◆ **Exercise**
Copy each line of the following data that contains "tokio".

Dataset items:
==*==
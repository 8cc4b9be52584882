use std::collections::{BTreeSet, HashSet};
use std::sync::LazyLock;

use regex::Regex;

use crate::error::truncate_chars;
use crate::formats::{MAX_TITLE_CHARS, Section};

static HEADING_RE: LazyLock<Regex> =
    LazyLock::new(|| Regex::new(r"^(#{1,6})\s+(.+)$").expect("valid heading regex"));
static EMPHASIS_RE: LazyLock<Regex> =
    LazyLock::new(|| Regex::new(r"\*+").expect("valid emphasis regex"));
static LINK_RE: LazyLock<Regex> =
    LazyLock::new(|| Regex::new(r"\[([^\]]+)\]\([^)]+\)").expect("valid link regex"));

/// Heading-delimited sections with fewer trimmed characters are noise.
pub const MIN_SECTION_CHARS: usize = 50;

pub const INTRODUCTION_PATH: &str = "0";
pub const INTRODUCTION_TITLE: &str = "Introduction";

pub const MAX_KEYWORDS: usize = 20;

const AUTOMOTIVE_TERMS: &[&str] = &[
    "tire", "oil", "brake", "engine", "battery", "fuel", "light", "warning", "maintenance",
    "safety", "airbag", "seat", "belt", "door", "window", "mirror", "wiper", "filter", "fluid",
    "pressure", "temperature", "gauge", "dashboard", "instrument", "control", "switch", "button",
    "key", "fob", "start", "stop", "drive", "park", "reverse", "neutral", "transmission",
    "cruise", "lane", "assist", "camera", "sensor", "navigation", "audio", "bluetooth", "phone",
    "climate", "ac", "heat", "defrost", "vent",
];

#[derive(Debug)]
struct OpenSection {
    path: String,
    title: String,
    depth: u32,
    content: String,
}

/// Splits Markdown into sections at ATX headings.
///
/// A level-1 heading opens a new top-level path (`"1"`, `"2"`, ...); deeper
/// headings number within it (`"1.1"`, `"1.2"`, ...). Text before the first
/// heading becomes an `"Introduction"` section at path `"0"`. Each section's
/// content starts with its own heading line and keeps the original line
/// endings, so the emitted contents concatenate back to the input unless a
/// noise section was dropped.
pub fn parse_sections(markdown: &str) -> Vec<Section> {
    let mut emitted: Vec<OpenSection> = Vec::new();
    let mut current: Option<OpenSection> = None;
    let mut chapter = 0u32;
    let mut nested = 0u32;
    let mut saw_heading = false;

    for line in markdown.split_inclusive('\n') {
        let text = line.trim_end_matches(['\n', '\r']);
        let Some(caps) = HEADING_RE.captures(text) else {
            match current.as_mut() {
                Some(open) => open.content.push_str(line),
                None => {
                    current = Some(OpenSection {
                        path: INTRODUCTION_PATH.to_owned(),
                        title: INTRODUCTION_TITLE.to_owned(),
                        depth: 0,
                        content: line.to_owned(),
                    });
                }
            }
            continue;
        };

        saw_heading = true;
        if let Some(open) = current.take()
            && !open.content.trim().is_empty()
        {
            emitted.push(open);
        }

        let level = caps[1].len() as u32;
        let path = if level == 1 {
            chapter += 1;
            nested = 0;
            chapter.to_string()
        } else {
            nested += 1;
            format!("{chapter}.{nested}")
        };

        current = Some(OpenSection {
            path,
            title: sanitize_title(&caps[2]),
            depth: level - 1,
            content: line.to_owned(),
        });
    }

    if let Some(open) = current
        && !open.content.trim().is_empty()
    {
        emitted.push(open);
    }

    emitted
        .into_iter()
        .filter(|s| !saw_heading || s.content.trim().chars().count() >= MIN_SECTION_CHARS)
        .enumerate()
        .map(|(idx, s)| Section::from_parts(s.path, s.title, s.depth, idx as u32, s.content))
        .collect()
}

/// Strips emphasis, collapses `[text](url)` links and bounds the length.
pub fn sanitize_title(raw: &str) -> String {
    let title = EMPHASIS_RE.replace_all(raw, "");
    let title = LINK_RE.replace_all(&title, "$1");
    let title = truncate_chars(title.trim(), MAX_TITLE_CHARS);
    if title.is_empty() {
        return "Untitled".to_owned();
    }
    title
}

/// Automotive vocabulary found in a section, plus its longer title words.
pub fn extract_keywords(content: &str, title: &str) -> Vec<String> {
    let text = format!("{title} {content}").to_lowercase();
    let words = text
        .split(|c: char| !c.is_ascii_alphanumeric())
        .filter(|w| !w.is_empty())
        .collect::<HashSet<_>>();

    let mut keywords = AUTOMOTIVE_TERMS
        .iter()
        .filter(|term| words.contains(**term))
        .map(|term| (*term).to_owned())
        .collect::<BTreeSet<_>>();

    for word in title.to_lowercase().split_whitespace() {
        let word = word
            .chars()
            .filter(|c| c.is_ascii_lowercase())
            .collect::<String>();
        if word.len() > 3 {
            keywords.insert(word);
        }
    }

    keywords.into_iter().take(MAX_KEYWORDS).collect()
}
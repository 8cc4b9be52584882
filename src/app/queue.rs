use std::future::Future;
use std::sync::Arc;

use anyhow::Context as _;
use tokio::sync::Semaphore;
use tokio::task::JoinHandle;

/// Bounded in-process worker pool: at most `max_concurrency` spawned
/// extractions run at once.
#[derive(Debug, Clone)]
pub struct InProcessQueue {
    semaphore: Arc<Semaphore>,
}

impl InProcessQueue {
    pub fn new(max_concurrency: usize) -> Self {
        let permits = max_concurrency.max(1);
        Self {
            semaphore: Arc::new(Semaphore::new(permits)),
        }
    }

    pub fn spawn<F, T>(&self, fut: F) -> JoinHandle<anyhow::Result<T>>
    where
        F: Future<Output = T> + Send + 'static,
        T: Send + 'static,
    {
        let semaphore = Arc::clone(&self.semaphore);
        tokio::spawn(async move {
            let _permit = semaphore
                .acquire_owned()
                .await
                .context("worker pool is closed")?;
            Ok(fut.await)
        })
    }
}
==*==
◆ **The answer**
use tokio::sync::Semaphore;
use tokio::task::JoinHandle;
        tokio::spawn(async move {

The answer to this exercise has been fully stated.